### What is expected:
Only an exact copy of the records below will serve as the answer.

*** Task inputs Section Begins ***

//! Interactive terminal front end for the todo list.
//!
//! Usage:
//!
//! ```text
//! todos [--database-url <path>] [--pool-size <n>] [--log-filter <filter>]
//! ```
//!
//! The screen is redrawn on stdout whenever the list changes; commands are
//! read line by line from stdin (`help` lists them). Logs go to stderr.

use clap::Parser;
use thiserror::Error;
use todos::{
    app::{AppError, TodoApp},
    config::AppConfig,
    telemetry::{TelemetryError, init_tracing},
    todo::presentation::{ScreenAction, TodoScreen, TodoView},
};
use tokio::io::{AsyncBufReadExt, AsyncWriteExt, BufReader, Stdout};
use tokio::runtime::Builder;
use tracing::info;

/// Boxed error type for the main result.
type BoxError = Box<dyn std::error::Error + Send + Sync>;

/// Errors that end the interactive session.
#[derive(Debug, Error)]
enum CliError {
    #[error(transparent)]
    Telemetry(#[from] TelemetryError),
    #[error(transparent)]
    App(#[from] AppError),
    #[error("terminal I/O failed: {0}")]
    Io(#[from] std::io::Error),
}

fn main() -> Result<(), BoxError> {
    let config = AppConfig::parse();
    init_tracing(&config.log_filter).map_err(CliError::from)?;
    let runtime = Builder::new_multi_thread()
        .enable_all()
        .build()
        .map_err(CliError::from)?;
    runtime.block_on(run(config)).map_err(Into::into)
}

async fn run(config: AppConfig) -> Result<(), CliError> {
    let app = TodoApp::connect(&config)?;
    info!(database_url = %config.database_url, "starting todo screen");

    let view_model = app.view_model();
    let mut states = view_model.subscribe();
    let mut screen = TodoScreen::new();
    let view = TodoView;
    let mut lines = BufReader::new(tokio::io::stdin()).lines();
    let mut stdout = tokio::io::stdout();

    let frame = view.render(&states.borrow_and_update());
    draw(&mut stdout, &frame, &screen).await?;

    loop {
        tokio::select! {
            changed = states.changed() => {
                if changed.is_err() {
                    break;
                }
                let frame = view.render(&states.borrow_and_update());
                draw(&mut stdout, &frame, &screen).await?;
            }
            line = lines.next_line() => {
                let Some(line) = line? else {
                    break;
                };
                let state = view_model.state();
                match screen.handle_input(&line, &state) {
                    ScreenAction::Emit(event) => {
                        // Mutations report failures through the state's error field.
                        drop(view_model.handle_event(event));
                    }
                    ScreenAction::Prompt(prompt) => write(&mut stdout, &prompt).await?,
                    ScreenAction::Message(message) => {
                        write(&mut stdout, &format!("{message}\n")).await?;
                    }
                    ScreenAction::Render => draw(&mut stdout, &view.render(&state), &screen).await?,
                    ScreenAction::Quit => break,
                }
            }
        }
    }

    info!("todo screen closed");
    Ok(())
}

async fn draw(stdout: &mut Stdout, frame: &str, screen: &TodoScreen) -> Result<(), CliError> {
    write(stdout, "\n").await?;
    write(stdout, frame).await?;
    match screen.pending_prompt() {
        Some(prompt) => write(stdout, &prompt).await,
        None => write(stdout, "> ").await,
    }
}

async fn write(stdout: &mut Stdout, text: &str) -> Result<(), CliError> {
    stdout.write_all(text.as_bytes()).await?;
    stdout.flush().await?;
    Ok(())
}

*** Task inputs Section Ends ***

### Solution:
//! Interactive terminal front end for the todo list.
//!
//! Usage:
//!
//! ```text
//! todos [--database-url <path>] [--pool-size <n>] [--log-filter <filter>]
//! ```
//!
//! The screen is redrawn on stdout whenever the list changes; commands are
//! read line by line from stdin (`help` lists them). Logs go to stderr.

use clap::Parser;
use thiserror::Error;
use todos::{
    app::{AppError, TodoApp},
    config::AppConfig,
    telemetry::{TelemetryError, init_tracing},
    todo::presentation::{ScreenAction, TodoScreen, TodoView},
};
use tokio::io::{AsyncBufReadExt, AsyncWriteExt, BufReader, Stdout};
use tokio::runtime::Builder;
use tracing::info;

/// Boxed error type for the main result.
type BoxError = Box<dyn std::error::Error + Send + Sync>;

/// Errors that end the interactive session.
#[derive(Debug, Error)]
enum CliError {
    #[error(transparent)]
    Telemetry(#[from] TelemetryError),
    #[error(transparent)]
    App(#[from] AppError),
    #[error("terminal I/O failed: {0}")]
    Io(#[from] std::io::Error),
}

fn main() -> Result<(), BoxError> {
    let config = AppConfig::parse();
    init_tracing(&config.log_filter).map_err(CliError::from)?;
    let runtime = Builder::new_multi_thread()
        .enable_all()
        .build()
        .map_err(CliError::from)?;
    runtime.block_on(run(config)).map_err(Into::into)
}

async fn run(config: AppConfig) -> Result<(), CliError> {
    let app = TodoApp::connect(&config)?;
    info!(database_url = %config.database_url, "starting todo screen");

    let view_model = app.view_model();
    let mut states = view_model.subscribe();
    let mut screen = TodoScreen::new();
    let view = TodoView;
    let mut lines = BufReader::new(tokio::io::stdin()).lines();
    let mut stdout = tokio::io::stdout();

    let frame = view.render(&states.borrow_and_update());
    draw(&mut stdout, &frame, &screen).await?;

    loop {
        tokio::select! {
            changed = states.changed() => {
                if changed.is_err() {
                    break;
                }
                let frame = view.render(&states.borrow_and_update());
                draw(&mut stdout, &frame, &screen).await?;
            }
            line = lines.next_line() => {
                let Some(line) = line? else {
                    break;
                };
                let state = view_model.state();
                match screen.handle_input(&line, &state) {
                    ScreenAction::Emit(event) => {
                        // Mutations report failures through the state's error field.
                        drop(view_model.handle_event(event));
                    }
                    ScreenAction::Prompt(prompt) => write(&mut stdout, &prompt).await?,
                    ScreenAction::Message(message) => {
                        write(&mut stdout, &format!("{message}\n")).await?;
                    }
                    ScreenAction::Render => draw(&mut stdout, &view.render(&state), &screen).await?,
                    ScreenAction::Quit => break,
                }
            }
        }
    }

    info!("todo screen closed");
    Ok(())
}

async fn draw(stdout: &mut Stdout, frame: &str, screen: &TodoScreen) -> Result<(), CliError> {
    write(stdout, "\n").await?;
    write(stdout, frame).await?;
    match screen.pending_prompt() {
        Some(prompt) => write(stdout, &prompt).await,
        None => write(stdout, "> ").await,
    }
}

async fn write(stdout: &mut Stdout, text: &str) -> Result<(), CliError> {
    stdout.write_all(text.as_bytes()).await?;
    stdout.flush().await?;
    Ok(())
}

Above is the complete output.